Hay que diferenciar dos tipos de corteza.
Por un lado, la que se genera de forma 100% natural durante el proceso de curación, la cual sí se puede comer ya que forma parte del queso. La corteza que produce el propio queso es muy rica en bacterias y moho debido a la fermentación natural. Es el caso de quesos como el rulo de cabra, el brie o el camembert.
Todos los quesos con Denominación de Origen tienen como uno de los requisitos básicos que no se pueden recubrir con cortezas artificiales. Por lo tanto, en este tipo de quesos sí se puede comer la corteza con total tranquilidad.
Y, por otro lado, la corteza que se añade artificialmente.
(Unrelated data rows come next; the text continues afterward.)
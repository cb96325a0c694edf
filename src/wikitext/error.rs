//! Error types
//!
//! Tokenizing itself never fails: malformed markup produces `mw-error`
//! styled tokens instead. Errors only arise when building an engine from a
//! configuration and when applying edits to an incremental highlighter.

use std::fmt;

/// Errors raised while loading or validating a [`LanguageConfig`](super::LanguageConfig)
#[derive(Debug)]
pub enum ConfigError {
    /// The configuration JSON could not be parsed
    Json(serde_json::Error),
    /// A URL protocol entry is empty or could not be compiled
    InvalidProtocol(String),
    /// A tag name is empty or contains characters that can never form a tag name
    InvalidTagName(String),
}

impl fmt::Display for ConfigError {
    fn fmt(&self, f: &mut fmt::Formatter<'_>) -> fmt::Result {
        match self {
            Self::Json(e) => write!(f, "Invalid configuration JSON: {}", e),
            Self::InvalidProtocol(p) => write!(f, "Invalid URL protocol: {:?}", p),
            Self::InvalidTagName(name) => write!(f, "Invalid tag name: {:?}", name),
        }
    }
}

impl std::error::Error for ConfigError {
    fn source(&self) -> Option<&(dyn std::error::Error + 'static)> {
        match self {
            Self::Json(e) => Some(e),
            _ => None,
        }
    }
}

impl From<serde_json::Error> for ConfigError {
    fn from(e: serde_json::Error) -> Self {
        Self::Json(e)
    }
}

/// Errors raised by [`IncrementalHighlighter::apply_edit`](super::IncrementalHighlighter::apply_edit)
#[derive(Debug, Clone, PartialEq, Eq)]
pub enum EditError {
    /// The edit touches lines past the end of the document
    LineOutOfRange {
        /// First line the edit touches
        first_line: usize,
        /// Number of lines the edit removes
        removed: usize,
        /// Lines currently in the document
        line_count: usize,
    },
    /// An inserted line contains a line break
    EmbeddedNewline {
        /// Index of the offending line within the edit
        index: usize,
    },
}

impl fmt::Display for EditError {
    fn fmt(&self, f: &mut fmt::Formatter<'_>) -> fmt::Result {
        match self {
            Self::LineOutOfRange {
                first_line,
                removed,
                line_count,
            } => write!(
                f,
                "Edit of lines {}..{} is out of range for a document of {} lines",
                first_line,
                first_line + removed,
                line_count
            ),
            Self::EmbeddedNewline { index } => {
                write!(f, "Inserted line {} contains a line break", index)
            }
        }
    }
}

impl std::error::Error for EditError {}

#[cfg(test)]
mod tests {
    use super::*;

    #[test]
    fn test_config_error_display() {
        let err = ConfigError::InvalidProtocol(String::new());
        assert_eq!(err.to_string(), "Invalid URL protocol: \"\"");

        let json_err = serde_json::from_str::<u32>("nope").unwrap_err();
        let err = ConfigError::from(json_err);
        assert!(err.to_string().starts_with("Invalid configuration JSON"));
        assert!(std::error::Error::source(&err).is_some());
    }

    #[test]
    fn test_edit_error_display() {
        let err = EditError::LineOutOfRange {
            first_line: 4,
            removed: 2,
            line_count: 3,
        };
        assert_eq!(
            err.to_string(),
            "Edit of lines 4..6 is out of range for a document of 3 lines"
        );
    }
}
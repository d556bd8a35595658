//! User lifecycle.
use super::error::{DirectoryError, DirectoryResult, Entity};
use super::{Directory, absent_is_deleted, missing_as, observed, patch};
use crate::model::{RoleId, RoleRef, User, UserId, UserPatchRequest, UserStatus, UserView};
use std::collections::HashMap;

impl Directory {
    /// All users with their role ids resolved to `{ _id, name }`.
    pub async fn list_users(&self) -> DirectoryResult<Vec<UserView>> {
        observed(Entity::User, "list", async {
            let users = self.store.list_users().await?;
            let roles = self.store.list_roles().await?;
            let by_id: HashMap<RoleId, RoleRef> = roles
                .iter()
                .map(|role| (role.id, RoleRef::from(role)))
                .collect();
            Ok(users
                .into_iter()
                .map(|user| UserView {
                    id: user.id,
                    name: user.name,
                    email: user.email,
                    roles: user
                        .roles
                        .iter()
                        .filter_map(|id| by_id.get(id).cloned())
                        .collect(),
                    status: user.status,
                })
                .collect())
        })
        .await
    }

    /// Add a user. The email is lowercased before the uniqueness check and
    /// before it is stored; role ids are stored as given.
    pub async fn create_user(
        &self,
        name: String,
        email: String,
        roles: Vec<RoleId>,
        status: Option<UserStatus>,
    ) -> DirectoryResult<User> {
        observed(Entity::User, "create", async {
            let name = patch::require("name", name)?;
            let email = patch::normalize_email(&patch::require("email", email)?);
            // Check-then-act: not atomic with the insert below.
            if self.store.find_user_by_email(&email).await?.is_some() {
                return Err(DirectoryError::DuplicateEmail);
            }
            let user = self
                .store
                .insert_user(User {
                    id: UserId::generate(),
                    name,
                    email,
                    roles: patch::dedup(roles),
                    status: status.unwrap_or_default(),
                })
                .await?;
            tracing::info!(user_id = %user.id, "user added");
            Ok(user)
        })
        .await
    }

    /// Apply a merge-on-falsy edit to a user.
    ///
    /// `status: ""` and an empty role list are no-ops on their fields. A
    /// non-empty status must name a known value.
    pub async fn edit_user(&self, id: UserId, request: UserPatchRequest) -> DirectoryResult<User> {
        observed(Entity::User, "edit", async {
            let current = self
                .store
                .get_user(id)
                .await
                .map_err(missing_as(Entity::User))?;
            let email = patch::supplied(request.email).map(|email| patch::normalize_email(&email));
            if let Some(email) = &email {
                if *email != current.email && self.store.find_user_by_email(email).await?.is_some()
                {
                    return Err(DirectoryError::EmailInUse);
                }
            }
            let status = match patch::supplied(request.status) {
                Some(raw) => raw.parse::<UserStatus>().map_err(DirectoryError::Validation)?,
                None => current.status,
            };
            let updated = User {
                id,
                name: patch::merge(current.name, request.name),
                email: patch::merge(current.email, email),
                roles: patch::merge(current.roles, request.roles.map(patch::dedup)),
                status,
            };
            let user = self
                .store
                .update_user(updated)
                .await
                .map_err(missing_as(Entity::User))?;
            tracing::info!(user_id = %user.id, "user updated");
            Ok(user)
        })
        .await
    }

    /// Remove a user. Nothing references users, so this never reports `InUse`;
    /// deleting an id that does not exist succeeds.
    pub async fn delete_user(&self, id: UserId) -> DirectoryResult<()> {
        observed(Entity::User, "delete", async {
            let removed = absent_is_deleted(self.store.delete_user(id).await)?;
            tracing::info!(user_id = %id, removed, "user deleted");
            Ok(())
        })
        .await
    }
}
El Real Decreto 1113/2006, de 29 de septiembre, determina qué coberturas se permiten en los quesos madurados, siendo las más frecuentes las siguientes: aceite de oliva, especias (pimienta y pimentón), plantas aromáticas, humo aplicado de manera directa en la corteza y ceras.
Las cortezas artificiales son muy fáciles de diferenciar a simple vista. Suelen ser de colores brillantes e intensos como el negro o el rojo. La textura es muy regular y, además, son insípidas al gusto. Por el contrario, las cortezas naturales son de colores más apagados de la gama de los marrones.
Este tipo de cortezas artificiales no son tóxicas, pero aún así no deben comerse. No suponen ningún tipo de problema para la salud, aunque los expertos recomiendan desecharlas.
Consejos para comer queso
Uno de los principales consejos a la hora de servir el queso es no hacerlo nunca frío. La baja temperatura esconde los aromas y los sabores naturales, así que es conveniente sacarlo de la nevera al menos una hora antes de servirlo. Si se trata de un queso maduro, necesita al menos tres horas a temperatura ambiente.
Al servir una tabla de quesos, lo mejor es colocar los más suaves en el exterior y los más fuertes en el interior, tomándolos de fuera hacia dentro. Aunque las nueces y el pan son los acompañamientos más comunes del queso, hay muchas otras opciones, como la miel o la fruta fresca.